Quantitative Easing funding for a Citizen’s Income?

On the 24th August Larry Elliott, while discussing the Eurozone crisis, wrote this in the Guardian:

In the US magazine Foreign Affairs, Blyth and Lonergan write that instead of pursuing policies that ramp up asset prices and make the financial system less stable, central banks should write a cheque to every household – or, if they wanted to tackle growing inequality, just to the poorest 80% of households.Unlike the banks, consumers, especially the hardest pressed ones, would spend rather than hoard.The ECB, in other words, could learn from the QE programmes in the US and the UK and become the guinea pig for what Milton Friedman called helicopter drops of money. Higher interest rates could be used to counter any inflationary pressure, Blyth and Lonergan say.
Using QE to fund a Citizen’s Income is a mechanism discussed on p.1 of Money for Everyone: Why we need a Citizen’s Income. It’s a good idea. The difference between the mechanism discussed in the Guardian article and that discussed in Money for Everyone is that Blyth and Lonergan’s suggestion is for a one-off cheque, whereas the Money for Everyone suggestion is for a weekly income for every individual. There is a considerable difference between these two approaches. Experience of the Alaska Permanent Fund Dividend, which pays an annual dividend to every citizen of Alaska, is that because it is paid just once a year citizens regard it as a windfall rather than as a contribution to the household’s weekly budget.
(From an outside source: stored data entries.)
//! Job endpoints.
//!
//! - `POST /api/jobs` — create (admin)
//! - `GET /api/jobs/{id}` — fetch one
//! - `GET /api/jobs?status=` — list
//! - `POST /api/jobs/{id}/start` — queue for immediate run (admin)
//! - `POST /api/jobs/{id}/cancel` — cancel (admin)
//!
//! Start and cancel are both rejected with 400 while the job is Running.

mod cancel;
mod create;
mod get;
mod list;
mod start;

pub use cancel::cancel_job;
pub use create::create_job;
pub use get::get_job;
pub use list::list_jobs;
pub use start::start_job;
A weekly income would contribute to a household’s subsistence income and would be used for food, clothes, housing costs, etc.

The two different processes result in different expenditure patterns and therefore in different effects on the economy. An increase in a household’s weekly income is likely to translate into higher consumption of basic goods and services and is therefore likely to benefit the local and national economies. An annual windfall is more likely to be spent on imported goods.

We have another suggestion to make in relation to Larry Elliott’s article. To pay the cheque to the poorest 80% poorest households will mean working out which those are. Existing means-testing administrations (for Jobseeker’s Allowance, Income Support, Working Tax Credits, Child Tax Credits, Housing Benefit, Council Tax Benefit, etc.) are unlikely to be able to do that job, so an additional means-testing administration would be required: an unnecessary and onerous burden both for households and for Europe’s national governments. To give an income to every household in Europe would be simpler and therefore cheaper – but we would still need to work out who was living with whom. Even simpler, and therefore even cheaper, would be to give a cheque to every individual in Europe: and once the process existsed, it will be just as easy to pay a weekly income as to pay a one-off or annual one.

A Europe-wide Citizen’s Income would be of substantial benefit to European society and to its economy, and to the economy and society of every European nation. It really is worth a try. We look forward to seeing more on this idea.